### EXERCISE OBJECTIVE
Report each line of the material below where the word "None" can be found.

===== PROVIDED RECORDS =====

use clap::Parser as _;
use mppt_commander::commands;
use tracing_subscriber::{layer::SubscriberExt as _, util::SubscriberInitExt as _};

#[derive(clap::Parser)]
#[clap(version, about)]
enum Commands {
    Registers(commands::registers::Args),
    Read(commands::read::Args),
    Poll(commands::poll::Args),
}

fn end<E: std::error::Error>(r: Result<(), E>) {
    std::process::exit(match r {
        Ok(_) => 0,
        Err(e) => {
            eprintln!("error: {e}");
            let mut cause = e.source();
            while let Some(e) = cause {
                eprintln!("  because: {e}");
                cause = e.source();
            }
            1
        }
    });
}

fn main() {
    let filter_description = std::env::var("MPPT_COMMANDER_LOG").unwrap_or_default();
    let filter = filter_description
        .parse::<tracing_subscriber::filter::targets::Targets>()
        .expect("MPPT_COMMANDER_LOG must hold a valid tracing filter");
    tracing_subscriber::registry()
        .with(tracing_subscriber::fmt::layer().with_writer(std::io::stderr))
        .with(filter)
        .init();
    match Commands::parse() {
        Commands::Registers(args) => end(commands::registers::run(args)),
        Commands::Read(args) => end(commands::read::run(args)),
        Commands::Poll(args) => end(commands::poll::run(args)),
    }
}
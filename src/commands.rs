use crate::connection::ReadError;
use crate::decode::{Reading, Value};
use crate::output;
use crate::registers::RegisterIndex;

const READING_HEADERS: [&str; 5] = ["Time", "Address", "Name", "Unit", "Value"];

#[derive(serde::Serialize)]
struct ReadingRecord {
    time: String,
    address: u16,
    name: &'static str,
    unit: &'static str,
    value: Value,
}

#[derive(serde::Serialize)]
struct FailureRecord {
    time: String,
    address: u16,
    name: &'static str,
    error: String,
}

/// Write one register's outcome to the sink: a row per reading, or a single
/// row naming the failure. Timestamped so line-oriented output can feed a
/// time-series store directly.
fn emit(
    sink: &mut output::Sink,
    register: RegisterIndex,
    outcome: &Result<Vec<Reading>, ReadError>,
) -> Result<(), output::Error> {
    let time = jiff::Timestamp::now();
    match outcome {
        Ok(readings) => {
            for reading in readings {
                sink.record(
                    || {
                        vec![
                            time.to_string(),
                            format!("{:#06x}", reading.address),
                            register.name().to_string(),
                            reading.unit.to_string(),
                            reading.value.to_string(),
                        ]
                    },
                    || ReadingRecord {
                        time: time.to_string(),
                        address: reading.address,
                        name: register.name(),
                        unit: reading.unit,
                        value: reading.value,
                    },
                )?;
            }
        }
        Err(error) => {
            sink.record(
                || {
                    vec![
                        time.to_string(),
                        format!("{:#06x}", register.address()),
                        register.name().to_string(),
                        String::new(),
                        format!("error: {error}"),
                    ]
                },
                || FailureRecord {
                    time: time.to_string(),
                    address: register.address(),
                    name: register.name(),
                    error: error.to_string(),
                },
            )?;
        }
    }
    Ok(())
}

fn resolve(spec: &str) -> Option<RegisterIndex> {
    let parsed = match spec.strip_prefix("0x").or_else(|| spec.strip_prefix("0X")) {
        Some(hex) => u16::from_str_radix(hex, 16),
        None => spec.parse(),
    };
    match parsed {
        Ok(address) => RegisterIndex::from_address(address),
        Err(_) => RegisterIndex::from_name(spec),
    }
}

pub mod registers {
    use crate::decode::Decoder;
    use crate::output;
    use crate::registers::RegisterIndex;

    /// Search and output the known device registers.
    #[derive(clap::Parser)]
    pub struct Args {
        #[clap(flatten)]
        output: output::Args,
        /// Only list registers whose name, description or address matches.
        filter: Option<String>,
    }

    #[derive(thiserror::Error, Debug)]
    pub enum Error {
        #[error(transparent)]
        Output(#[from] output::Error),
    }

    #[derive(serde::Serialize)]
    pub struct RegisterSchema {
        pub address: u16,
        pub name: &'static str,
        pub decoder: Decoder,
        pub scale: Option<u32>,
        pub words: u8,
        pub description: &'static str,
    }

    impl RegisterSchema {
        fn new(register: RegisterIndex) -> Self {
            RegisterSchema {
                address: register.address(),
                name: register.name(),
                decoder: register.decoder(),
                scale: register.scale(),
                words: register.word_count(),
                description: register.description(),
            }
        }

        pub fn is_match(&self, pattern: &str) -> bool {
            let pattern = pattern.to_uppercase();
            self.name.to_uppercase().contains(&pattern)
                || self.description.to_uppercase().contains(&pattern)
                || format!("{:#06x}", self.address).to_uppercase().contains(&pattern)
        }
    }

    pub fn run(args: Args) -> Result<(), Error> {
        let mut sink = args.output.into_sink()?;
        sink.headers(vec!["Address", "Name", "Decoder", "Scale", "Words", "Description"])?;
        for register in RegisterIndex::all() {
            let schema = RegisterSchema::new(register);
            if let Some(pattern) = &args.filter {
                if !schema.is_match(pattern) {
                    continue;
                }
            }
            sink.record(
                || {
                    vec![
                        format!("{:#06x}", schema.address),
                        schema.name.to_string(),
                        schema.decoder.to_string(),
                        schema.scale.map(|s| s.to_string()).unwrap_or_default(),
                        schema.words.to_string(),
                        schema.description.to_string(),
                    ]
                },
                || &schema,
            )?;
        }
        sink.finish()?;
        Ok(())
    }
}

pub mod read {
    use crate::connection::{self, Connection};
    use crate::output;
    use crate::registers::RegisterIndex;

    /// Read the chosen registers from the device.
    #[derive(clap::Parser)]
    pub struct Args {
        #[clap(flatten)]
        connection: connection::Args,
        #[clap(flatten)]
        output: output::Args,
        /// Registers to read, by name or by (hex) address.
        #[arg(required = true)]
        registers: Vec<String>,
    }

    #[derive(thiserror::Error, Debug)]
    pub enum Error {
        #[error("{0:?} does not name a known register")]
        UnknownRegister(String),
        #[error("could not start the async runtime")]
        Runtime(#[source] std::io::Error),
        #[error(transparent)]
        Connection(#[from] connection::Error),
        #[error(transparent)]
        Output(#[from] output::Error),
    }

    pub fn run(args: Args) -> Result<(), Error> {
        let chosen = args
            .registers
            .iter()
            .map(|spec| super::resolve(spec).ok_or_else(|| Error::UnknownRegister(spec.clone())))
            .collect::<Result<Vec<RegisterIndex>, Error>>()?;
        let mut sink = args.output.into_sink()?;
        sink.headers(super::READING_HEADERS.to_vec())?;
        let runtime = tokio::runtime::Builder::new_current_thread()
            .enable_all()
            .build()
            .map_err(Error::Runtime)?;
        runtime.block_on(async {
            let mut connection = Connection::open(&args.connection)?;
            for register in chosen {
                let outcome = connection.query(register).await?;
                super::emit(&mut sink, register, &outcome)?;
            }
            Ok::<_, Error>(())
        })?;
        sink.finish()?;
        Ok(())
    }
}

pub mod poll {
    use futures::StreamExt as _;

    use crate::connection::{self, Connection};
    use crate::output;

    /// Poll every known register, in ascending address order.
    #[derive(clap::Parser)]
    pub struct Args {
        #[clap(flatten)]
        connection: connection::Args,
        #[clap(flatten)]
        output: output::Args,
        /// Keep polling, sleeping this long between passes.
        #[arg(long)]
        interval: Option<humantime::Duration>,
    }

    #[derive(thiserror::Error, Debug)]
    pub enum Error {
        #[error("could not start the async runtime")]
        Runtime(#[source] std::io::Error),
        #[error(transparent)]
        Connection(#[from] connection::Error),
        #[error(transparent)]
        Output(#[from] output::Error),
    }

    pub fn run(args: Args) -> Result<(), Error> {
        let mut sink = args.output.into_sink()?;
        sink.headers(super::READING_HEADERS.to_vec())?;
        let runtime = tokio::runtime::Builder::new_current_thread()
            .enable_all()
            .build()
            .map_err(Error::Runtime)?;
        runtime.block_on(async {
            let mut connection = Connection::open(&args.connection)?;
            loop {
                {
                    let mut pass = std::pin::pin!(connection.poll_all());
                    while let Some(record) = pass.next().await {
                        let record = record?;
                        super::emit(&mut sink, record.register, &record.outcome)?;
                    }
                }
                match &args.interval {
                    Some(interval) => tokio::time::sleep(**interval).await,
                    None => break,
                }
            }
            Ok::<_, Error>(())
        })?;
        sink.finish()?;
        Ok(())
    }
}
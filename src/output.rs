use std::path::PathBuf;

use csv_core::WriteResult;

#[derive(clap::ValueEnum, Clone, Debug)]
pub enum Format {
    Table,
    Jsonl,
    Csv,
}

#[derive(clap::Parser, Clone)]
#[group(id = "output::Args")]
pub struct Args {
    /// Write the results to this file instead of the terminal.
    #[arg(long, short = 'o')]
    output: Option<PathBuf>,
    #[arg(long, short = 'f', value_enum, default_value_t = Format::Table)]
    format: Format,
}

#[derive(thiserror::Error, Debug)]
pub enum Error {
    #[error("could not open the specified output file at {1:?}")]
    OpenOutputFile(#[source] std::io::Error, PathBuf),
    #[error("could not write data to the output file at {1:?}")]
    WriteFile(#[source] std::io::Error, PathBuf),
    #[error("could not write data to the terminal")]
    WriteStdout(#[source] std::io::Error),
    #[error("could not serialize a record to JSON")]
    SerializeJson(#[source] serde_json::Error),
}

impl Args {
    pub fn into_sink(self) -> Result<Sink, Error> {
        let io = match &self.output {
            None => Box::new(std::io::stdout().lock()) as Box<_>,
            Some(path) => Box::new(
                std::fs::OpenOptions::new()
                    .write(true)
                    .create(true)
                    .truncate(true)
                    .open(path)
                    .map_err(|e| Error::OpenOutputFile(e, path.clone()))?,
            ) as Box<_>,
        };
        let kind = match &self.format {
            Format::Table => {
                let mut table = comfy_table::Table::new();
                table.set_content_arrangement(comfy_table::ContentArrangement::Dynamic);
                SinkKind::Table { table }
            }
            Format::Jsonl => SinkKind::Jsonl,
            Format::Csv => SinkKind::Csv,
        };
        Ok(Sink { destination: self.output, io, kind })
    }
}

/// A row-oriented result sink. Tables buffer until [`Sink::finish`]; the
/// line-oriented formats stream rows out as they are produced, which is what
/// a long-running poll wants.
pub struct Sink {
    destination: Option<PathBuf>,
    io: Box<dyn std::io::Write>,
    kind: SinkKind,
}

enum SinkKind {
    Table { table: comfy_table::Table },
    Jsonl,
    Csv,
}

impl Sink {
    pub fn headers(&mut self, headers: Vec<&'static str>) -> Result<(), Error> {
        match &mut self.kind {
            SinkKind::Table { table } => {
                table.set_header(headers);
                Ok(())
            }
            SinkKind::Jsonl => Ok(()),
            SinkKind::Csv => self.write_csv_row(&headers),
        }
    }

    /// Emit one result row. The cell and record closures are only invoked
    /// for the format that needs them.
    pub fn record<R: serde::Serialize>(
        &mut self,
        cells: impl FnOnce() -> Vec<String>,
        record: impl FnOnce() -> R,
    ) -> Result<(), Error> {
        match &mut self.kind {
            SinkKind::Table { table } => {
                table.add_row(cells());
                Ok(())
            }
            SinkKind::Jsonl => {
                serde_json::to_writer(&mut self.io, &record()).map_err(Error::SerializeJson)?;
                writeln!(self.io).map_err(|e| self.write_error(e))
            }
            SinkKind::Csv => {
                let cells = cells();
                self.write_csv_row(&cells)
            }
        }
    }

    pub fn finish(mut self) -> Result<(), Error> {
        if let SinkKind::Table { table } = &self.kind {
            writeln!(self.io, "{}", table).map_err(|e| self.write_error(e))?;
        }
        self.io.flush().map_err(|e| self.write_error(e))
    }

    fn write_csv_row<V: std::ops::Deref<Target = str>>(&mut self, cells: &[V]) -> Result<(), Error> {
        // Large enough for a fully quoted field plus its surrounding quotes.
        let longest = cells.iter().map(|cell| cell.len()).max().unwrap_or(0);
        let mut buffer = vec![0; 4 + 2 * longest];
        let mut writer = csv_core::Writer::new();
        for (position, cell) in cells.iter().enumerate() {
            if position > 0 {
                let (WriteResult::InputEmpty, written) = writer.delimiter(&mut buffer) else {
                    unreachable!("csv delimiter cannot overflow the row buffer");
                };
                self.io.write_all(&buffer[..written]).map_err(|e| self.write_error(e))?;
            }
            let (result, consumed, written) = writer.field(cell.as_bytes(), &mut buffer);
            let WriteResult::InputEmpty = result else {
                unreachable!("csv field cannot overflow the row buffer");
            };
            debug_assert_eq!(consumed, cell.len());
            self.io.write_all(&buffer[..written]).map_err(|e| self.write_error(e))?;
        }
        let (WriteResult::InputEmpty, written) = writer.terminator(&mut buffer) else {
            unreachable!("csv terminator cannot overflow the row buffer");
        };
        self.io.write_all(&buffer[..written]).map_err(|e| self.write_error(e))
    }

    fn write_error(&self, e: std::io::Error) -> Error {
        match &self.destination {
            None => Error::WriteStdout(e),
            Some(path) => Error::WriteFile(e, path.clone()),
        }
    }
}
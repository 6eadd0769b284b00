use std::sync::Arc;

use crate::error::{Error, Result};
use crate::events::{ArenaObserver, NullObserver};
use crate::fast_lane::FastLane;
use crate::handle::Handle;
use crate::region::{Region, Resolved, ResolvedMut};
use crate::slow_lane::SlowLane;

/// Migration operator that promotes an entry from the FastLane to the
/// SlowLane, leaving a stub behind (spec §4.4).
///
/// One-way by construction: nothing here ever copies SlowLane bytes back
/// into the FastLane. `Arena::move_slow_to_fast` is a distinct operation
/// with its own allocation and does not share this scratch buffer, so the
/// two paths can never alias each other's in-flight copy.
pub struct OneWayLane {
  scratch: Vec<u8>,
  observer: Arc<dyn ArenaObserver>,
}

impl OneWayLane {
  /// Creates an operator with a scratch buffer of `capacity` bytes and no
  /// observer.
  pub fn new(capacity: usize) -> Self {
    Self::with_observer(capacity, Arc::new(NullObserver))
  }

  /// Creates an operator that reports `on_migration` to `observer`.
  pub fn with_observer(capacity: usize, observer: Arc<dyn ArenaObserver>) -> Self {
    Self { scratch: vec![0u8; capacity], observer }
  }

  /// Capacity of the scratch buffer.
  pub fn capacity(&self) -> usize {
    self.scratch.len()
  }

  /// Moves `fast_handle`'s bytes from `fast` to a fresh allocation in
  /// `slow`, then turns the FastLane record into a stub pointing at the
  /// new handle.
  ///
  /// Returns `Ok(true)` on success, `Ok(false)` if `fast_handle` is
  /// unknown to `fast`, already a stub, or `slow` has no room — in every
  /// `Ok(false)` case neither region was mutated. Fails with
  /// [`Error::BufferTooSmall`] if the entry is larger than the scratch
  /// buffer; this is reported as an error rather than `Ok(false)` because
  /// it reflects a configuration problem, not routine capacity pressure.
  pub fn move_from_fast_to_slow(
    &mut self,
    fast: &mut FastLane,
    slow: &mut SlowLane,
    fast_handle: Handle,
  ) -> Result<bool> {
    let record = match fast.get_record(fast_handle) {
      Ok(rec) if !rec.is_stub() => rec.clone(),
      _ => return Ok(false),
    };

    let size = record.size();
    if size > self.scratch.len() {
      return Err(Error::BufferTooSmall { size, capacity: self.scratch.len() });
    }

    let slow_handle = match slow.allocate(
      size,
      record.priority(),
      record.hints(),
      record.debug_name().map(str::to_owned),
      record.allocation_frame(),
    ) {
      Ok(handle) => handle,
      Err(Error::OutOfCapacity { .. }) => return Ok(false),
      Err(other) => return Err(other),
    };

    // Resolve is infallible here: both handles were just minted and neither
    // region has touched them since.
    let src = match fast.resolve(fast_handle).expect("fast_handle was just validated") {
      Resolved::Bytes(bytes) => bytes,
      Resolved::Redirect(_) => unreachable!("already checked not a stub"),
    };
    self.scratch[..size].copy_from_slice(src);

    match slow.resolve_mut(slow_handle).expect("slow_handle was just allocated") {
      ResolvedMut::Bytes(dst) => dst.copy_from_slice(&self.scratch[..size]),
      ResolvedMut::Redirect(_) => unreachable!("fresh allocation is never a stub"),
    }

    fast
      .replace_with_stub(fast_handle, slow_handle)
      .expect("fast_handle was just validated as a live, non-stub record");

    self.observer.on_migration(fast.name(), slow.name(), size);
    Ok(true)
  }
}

=====

### ANSWER TO THE PROBLEM
        None => spec.parse(),
                    None => break,
            None => Box::new(std::io::stdout().lock()) as Box<_>,
            None => Error::WriteStdout(e),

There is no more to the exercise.